Il aura fallu des flammes dévastatrices pour que le monde réagisse aux cris de détresse lancés par ces réfugiés à qui l’Union européenne dénie tout droit, toute dignité. Et contre lesquels elle érige des murs, des barbelés, des camps mortifières et surpeuplés. Cette réaction est encore bien trop faible. Officiellement, seul l’accueil, par dix pays européens, dont la Suisse, de 400 mineurs non accompagnés a été annoncé. Vendredi passé, le Conseil fédéral confirmait qu’il accueillerait une vingtaine de ces enfants et jeunes en danger, tout en expliquant qu’«à ce stade, une répartition de l’ensemble des migrants de Moria n’est pas prioritaire au niveau de l’Union européenne»… Un aveu clair que les hotspots ne sont qu’illusion et que ces camps ne sont pas, comme il était prétendu, destinés à enregistrer les réfugiés pour les orienter ensuite vers un pays d’accueil, mais bien à les refouler ou à les jeter dans la clandestinité.  

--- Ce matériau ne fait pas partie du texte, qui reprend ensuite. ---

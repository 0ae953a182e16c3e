#![deny(missing_docs)]

//! # CLI Errors
//!
//! Error types for the CLI crate.

use cdd_validator::AppError;
use derive_more::{Display, From};

/// Main error enum for CLI operations.
#[derive(Debug, Display, From)]
pub enum CliError {
    /// IO Error wrapper.
    #[display("IO Error: {}", _0)]
    Io(std::io::Error),

    /// The contract or validator configuration was rejected by the core.
    #[display("{}", _0)]
    Core(AppError),

    /// The interaction fixture could not be read.
    #[from(ignore)]
    #[display("Fixture Error: {}", _0)]
    Fixture(String),

    /// General failure message.
    #[display("Operation failed: {}", _0)]
    General(String),
}

/// Manual implementation of the standard Error trait.
///
/// We implement this manually (instead of `derive(Error)`) because the `General(String)`
/// variant contains a `String`, which does not implement `std::error::Error`, causing
/// auto-derived `source()` implementations to fail compilation.
impl std::error::Error for CliError {}

/// Result type alias.
pub type CliResult<T> = Result<T, CliError>;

A cette réaction timorée et hypocrite des gouvernements, s’oppose un réveil de villes prêtes à accueillir des migrants de Moria. En Allemagne, plus de 200 communes et plusieurs Länder l’ont fait savoir. En Suisse aussi, où, après Zurich, les villes de Berne, Lucerne, Genève, Lausanne ou encore Delémont se mobilisent. Elles appellent à la tenue d’une conférence nationale entre la Confédération, les cantons et les communes pour mettre en œuvre «un accueil immédiat». Comme le disent Genève et Lausanne dans leur communiqué: «La Suisse peut et doit faire plus.» C’est une évidence. Et c’est possible comme en témoigne l’Allemagne qui, il y a cinq ans, a ouvert ses frontières à 900000 réfugiés.

A l’heure où le Conseil fédéral se dit prêt à dépenser des milliards pour de nouveaux avions de combat, à l’heure où des villes et des citoyens s’engagent pour accueillir des migrants, le gouvernement doit prendre ses responsabilités. Et investir l’argent de son «aide humanitaire» – qui risque de participer à la reconstruction d’un nouveau camp, prometteur d’autres drames – dans l’accueil des réfugiés de Moria en Suisse. L’hypocrisie doit cesser. Et la solidarité s’imposer.